• _Exercise details_:
Once you reach the line containing "logger.stop_config_watch();" in the data below, restate each line word for word up to and including the one containing "pub const CONFIG_FILE_NAME: &str".

• _Dataset_:
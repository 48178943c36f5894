//! Clock abstraction and epoch-millisecond conversion
//!
//! Records carry their timestamp as integer milliseconds since the Unix
//! epoch. The wall clock is injected through [`Clock`] so that emission can
//! be tested against a frozen time.

use chrono::{DateTime, Utc};

/// Source of the current time for record timestamps
pub trait Clock: Send + Sync {
    fn now(&self) -> DateTime<Utc>;
}

/// Wall clock backed by [`Utc::now`]
#[derive(Debug, Clone, Copy, Default)]
pub struct SystemClock;

impl Clock for SystemClock {
    fn now(&self) -> DateTime<Utc> {
        Utc::now()
    }
}

/// Clock frozen at a single instant
///
/// # Examples
///
/// ```
/// use mdc_logger::core::{epoch_millis, Clock, FixedClock};
///
/// let clock = FixedClock::from_epoch_secs_f64(1554806251.4388545);
/// assert_eq!(epoch_millis(&clock.now()), 1554806251439);
/// ```
#[derive(Debug, Clone, Copy)]
pub struct FixedClock {
    instant: DateTime<Utc>,
}

impl FixedClock {
    pub fn new(instant: DateTime<Utc>) -> Self {
        Self { instant }
    }

    /// Build from fractional seconds since the epoch.
    ///
    /// The fraction is kept to microsecond precision, which is all an `f64`
    /// of present-day epoch seconds carries.
    pub fn from_epoch_secs_f64(secs: f64) -> Self {
        let micros = (secs * 1_000_000.0).round() as i64;
        let instant =
            DateTime::<Utc>::from_timestamp_micros(micros).unwrap_or(DateTime::<Utc>::UNIX_EPOCH);
        Self { instant }
    }
}

impl Clock for FixedClock {
    fn now(&self) -> DateTime<Utc> {
        self.instant
    }
}

/// Milliseconds since the epoch, rounding the sub-millisecond remainder
/// half-up.
#[must_use]
pub fn epoch_millis(datetime: &DateTime<Utc>) -> i64 {
    let millis = datetime.timestamp_millis();
    let sub_milli_nanos = datetime.timestamp_subsec_nanos() % 1_000_000;
    if sub_milli_nanos >= 500_000 {
        millis + 1
    } else {
        millis
    }
}
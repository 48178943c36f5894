//! Mapped diagnostic context
//!
//! Every [`Logger`](crate::Logger) owns exactly one [`Mdc`]. Its entries are
//! copied into each record the logger emits, so later mutations never reach
//! records that were already built.

use parking_lot::RwLock;
use std::collections::HashMap;

/// Owned copy of an MDC taken at emission time
pub type MdcSnapshot = HashMap<String, String>;

/// Thread-safe key/value store attached to a single logger.
///
/// # Example
///
/// ```
/// use mdc_logger::core::Mdc;
///
/// let mdc = Mdc::new();
/// mdc.add("request_id", "abc-123");
/// assert_eq!(mdc.get("request_id").as_deref(), Some("abc-123"));
///
/// mdc.remove("request_id");
/// assert_eq!(mdc.get("request_id"), None);
/// ```
#[derive(Debug, Default)]
pub struct Mdc {
    entries: RwLock<HashMap<String, String>>,
}

impl Mdc {
    pub fn new() -> Self {
        Self {
            entries: RwLock::new(HashMap::new()),
        }
    }

    /// Insert a value, overwriting any previous value for `key`
    pub fn add<K, V>(&self, key: K, value: V)
    where
        K: Into<String>,
        V: Into<String>,
    {
        self.entries.write().insert(key.into(), value.into());
    }

    pub fn get(&self, key: &str) -> Option<String> {
        self.entries.read().get(key).cloned()
    }

    /// Remove `key`; absent keys are ignored
    pub fn remove(&self, key: &str) {
        self.entries.write().remove(key);
    }

    pub fn clear(&self) {
        self.entries.write().clear();
    }

    pub fn len(&self) -> usize {
        self.entries.read().len()
    }

    pub fn is_empty(&self) -> bool {
        self.entries.read().is_empty()
    }

    /// Independent copy of the current entries, taken under a single read lock
    pub fn snapshot(&self) -> MdcSnapshot {
        self.entries.read().clone()
    }

    /// Insert several entries under one write lock
    pub(crate) fn extend<I>(&self, entries: I)
    where
        I: IntoIterator<Item = (String, String)>,
    {
        self.entries.write().extend(entries);
    }
}
//! Dynamic log level example
//!
//! Watches a config file and follows `log-level:` changes without a restart.
//!
//! Run with: cargo run --example dynamic_level

use mdc_logger::prelude::*;
use std::fs;
use std::thread;
use std::time::Duration;

fn main() -> Result<()> {
    println!("=== MDC Logger - Dynamic Level Example ===\n");

    let config_dir = std::env::temp_dir().join("mdc-logger-demo");
    fs::create_dir_all(&config_dir)?;
    let config_file = config_dir.join("log-level");
    fs::write(&config_file, "log-level: error\n")?;

    let logger = Logger::builder()
        .name("dynamic-level")
        .watch_file(&config_file)
        .build();
    logger.register_config_watch()?;

    println!("1. Level from file: {}", logger.get_level());
    logger.info("Hidden at ERROR");

    fs::write(&config_file, "log-level: info\n")?;
    for _ in 0..50 {
        if logger.get_level() == Level::Info {
            break;
        }
        thread::sleep(Duration::from_millis(20));
    }

    println!("2. Level after editing the file: {}", logger.get_level());
    logger.info("Visible at INFO");

    logger.stop_config_watch();
    println!("\n=== Example completed successfully! ===");

    Ok(())
}
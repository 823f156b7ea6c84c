use std::fs;
use std::io::{BufReader, Read};
use std::path::Path;

use super::{validation::validate_config, AnalysisConfig};
use crate::core::{AnalysisError, Result};

pub const CONFIG_FILE_NAME: &str = ".depsight.toml";

pub(crate) fn read_config_file(path: &Path) -> std::result::Result<String, std::io::Error> {
    let file = fs::File::open(path)?;
    let mut reader = BufReader::new(file);
    let mut contents = String::new();
    reader.read_to_string(&mut contents)?;
    Ok(contents)
}

/// Parse a TOML document and validate the result
pub fn parse_and_validate_config(contents: &str) -> Result<AnalysisConfig> {
    let config = toml::from_str::<AnalysisConfig>(contents).map_err(|e| {
        AnalysisError::configuration(format!("Failed to parse {CONFIG_FILE_NAME}: {e}"))
    })?;
    validate_config(&config)?;
    Ok(config)
}

/// Load an explicitly named config file. A missing file is an error here.
pub fn load_config_from_path(path: &Path) -> Result<AnalysisConfig> {
    let contents = read_config_file(path)
        .map_err(|e| AnalysisError::file_system(path, format!("cannot read config: {e}")))?;
    let config = parse_and_validate_config(&contents)?;
    log::debug!("Loaded config from {}", path.display());
    Ok(config)
}

/// Load `.depsight.toml` from the analysed root, falling back to defaults
/// when the root has none
pub fn load_config(root: &Path) -> Result<AnalysisConfig> {
    let path = root.join(CONFIG_FILE_NAME);
    match read_config_file(&path) {
        Ok(contents) => {
            let config = parse_and_validate_config(&contents)?;
            log::debug!("Loaded config from {}", path.display());
            Ok(config)
        }
        Err(e) if e.kind() == std::io::ErrorKind::NotFound => {
            log::debug!("No {CONFIG_FILE_NAME} in {}, using defaults", root.display());
            Ok(AnalysisConfig::default())
        }
        Err(e) => Err(AnalysisError::file_system(
            path,
            format!("cannot read config: {e}"),
        )),
    }
}

#[cfg(test)]
mod tests {
    use super::*;
    use indoc::indoc;
    use tempfile::TempDir;

    #[test]
    fn test_partial_document_keeps_defaults() {
        let config = parse_and_validate_config(indoc! {r#"
            [thresholds]
            complexity = 15

            [entry_points]
            names = ["cli.main"]
        "#})
        .unwrap();

        assert_eq!(config.thresholds.complexity, 15);
        assert_eq!(config.thresholds.min_type_coverage, 0.5);
        assert_eq!(config.entry_points.names, vec!["cli.main"]);
        assert_eq!(config.entry_points.patterns, vec!["test_*", "__*__"]);
        assert_eq!(config.impact.upstream_weight, 1.5);
    }

    #[test]
    fn test_malformed_toml_is_configuration_error() {
        let err = parse_and_validate_config("[thresholds\ncomplexity = ").unwrap_err();
        assert!(matches!(err, AnalysisError::Configuration(_)));
    }

    #[test]
    fn test_invalid_values_rejected_after_parse() {
        let err = parse_and_validate_config(indoc! {r#"
            [impact]
            upstream_weight = -1.0
        "#})
        .unwrap_err();
        assert!(err.to_string().contains("impact.upstream_weight"));
    }

    #[test]
    fn test_load_config_missing_file_uses_defaults() {
        let dir = TempDir::new().unwrap();
        let config = load_config(dir.path()).unwrap();
        assert_eq!(config, AnalysisConfig::default());
    }

    #[test]
    fn test_load_config_reads_root_file() {
        let dir = TempDir::new().unwrap();
        fs::write(
            dir.path().join(CONFIG_FILE_NAME),
            "[parallel]\nmax_concurrency = 2\n",
        )
        .unwrap();
        let config = load_config(dir.path()).unwrap();
        assert_eq!(config.parallel.max_concurrency, Some(2));
    }

    #[test]
    fn test_load_config_from_missing_path_fails() {
        let dir = TempDir::new().unwrap();
        let err = load_config_from_path(&dir.path().join("nope.toml")).unwrap_err();
        assert!(matches!(err, AnalysisError::FileSystem { .. }));
    }
}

• _Solved problem_:
    logger.stop_config_watch();
    println!("\n=== Example completed successfully! ===");

    Ok(())
}
repository 823f156b7ea6c84c
use std::fs;
use std::io::{BufReader, Read};
use std::path::Path;

use super::{validation::validate_config, AnalysisConfig};
use crate::core::{AnalysisError, Result};

pub const CONFIG_FILE_NAME: &str = ".depsight.toml";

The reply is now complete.